[[ Dataset open ]]

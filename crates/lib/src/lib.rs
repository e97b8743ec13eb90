//! kgitops-lib: GitOps synchronization for Keptn
//!
//! This crate holds everything the controller does between "a commit landed
//! in the source repository" and "the control plane was told to deploy":
//! - `manifest`: decoding the manifests checked into the source repository
//! - `sync`: idempotent upserts keyed on a structural spec hash
//! - `driver`: the ordered apply pass and the scheduler that repeats it
//! - `promotion`: tagging artifacts into the upstream repository and
//!   delivering them to stage branches
//! - `deploy`: per-release deployment contexts and sequence triggers

pub mod config;
pub mod consts;
pub mod controlplane;
pub mod deploy;
pub mod driver;
pub mod events;
pub mod manifest;
pub mod platform;
pub mod promotion;
pub mod resource;
pub mod secrets;
pub mod source;
pub mod sync;
pub mod util;
//! Filesystem helpers for assembling artifact trees.

use std::fs;
use std::io;
use std::path::{Path, PathBuf};

use thiserror::Error;
use tracing::debug;
use walkdir::WalkDir;

#[derive(Debug, Error)]
pub enum FsError {
  #[error("failed to walk {path}: {source}")]
  Walk {
    path: PathBuf,
    #[source]
    source: walkdir::Error,
  },

  #[error("failed to read directory {path}: {source}")]
  ReadDir {
    path: PathBuf,
    #[source]
    source: io::Error,
  },

  #[error("failed to create directory {path}: {source}")]
  CreateDir {
    path: PathBuf,
    #[source]
    source: io::Error,
  },

  #[error("failed to copy {from} to {to}: {source}")]
  Copy {
    from: PathBuf,
    to: PathBuf,
    #[source]
    source: io::Error,
  },

  #[error("failed to remove {path}: {source}")]
  Remove {
    path: PathBuf,
    #[source]
    source: io::Error,
  },
}

fn create_dir(path: &Path) -> Result<(), FsError> {
  fs::create_dir_all(path).map_err(|source| FsError::CreateDir {
    path: path.to_path_buf(),
    source,
  })
}

/// Copy `src` recursively into `dest`, creating `dest` as needed.
///
/// Symlinks are skipped. Existing files at the destination are overwritten.
/// Returns the number of regular files copied.
pub fn copy_dir(src: &Path, dest: &Path) -> Result<usize, FsError> {
  create_dir(dest)?;

  let mut copied = 0;
  for entry in WalkDir::new(src).sort_by_file_name() {
    let entry = entry.map_err(|source| FsError::Walk {
      path: src.to_path_buf(),
      source,
    })?;

    let Ok(rel_path) = entry.path().strip_prefix(src) else {
      continue;
    };
    if rel_path.as_os_str().is_empty() {
      continue;
    }

    let target = dest.join(rel_path);
    let file_type = entry.file_type();
    if file_type.is_symlink() {
      debug!(path = %entry.path().display(), "skipping symlink");
    } else if file_type.is_dir() {
      create_dir(&target)?;
    } else if file_type.is_file() {
      if let Some(parent) = target.parent() {
        create_dir(parent)?;
      }
      fs::copy(entry.path(), &target).map_err(|source| FsError::Copy {
        from: entry.path().to_path_buf(),
        to: target.clone(),
        source,
      })?;
      copied += 1;
    }
  }

  Ok(copied)
}

/// Remove a directory tree. Returns `false` if it did not exist.
pub fn remove_dir_if_exists(path: &Path) -> Result<bool, FsError> {
  match fs::remove_dir_all(path) {
    Ok(()) => Ok(true),
    Err(e) if e.kind() == io::ErrorKind::NotFound => Ok(false),
    Err(source) => Err(FsError::Remove {
      path: path.to_path_buf(),
      source,
    }),
  }
}

/// List the immediate subdirectories of `path`, sorted by name.
///
/// A missing directory yields an empty list.
pub fn list_subdirs(path: &Path) -> Result<Vec<(String, PathBuf)>, FsError> {
  let entries = match fs::read_dir(path) {
    Ok(entries) => entries,
    Err(e) if e.kind() == io::ErrorKind::NotFound => return Ok(Vec::new()),
    Err(source) => {
      return Err(FsError::ReadDir {
        path: path.to_path_buf(),
        source,
      });
    }
  };

  let mut dirs = Vec::new();
  for entry in entries.flatten() {
    let is_dir = entry.file_type().map(|t| t.is_dir()).unwrap_or(false);
    if !is_dir {
      continue;
    }
    if let Some(name) = entry.file_name().to_str() {
      dirs.push((name.to_string(), entry.path()));
    }
  }
  dirs.sort();
  Ok(dirs)
}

[[ Dataset closed ]]

What is needed:
From the preceding records, count the lines where "false" occurs and reply with the number only.

Reply:
3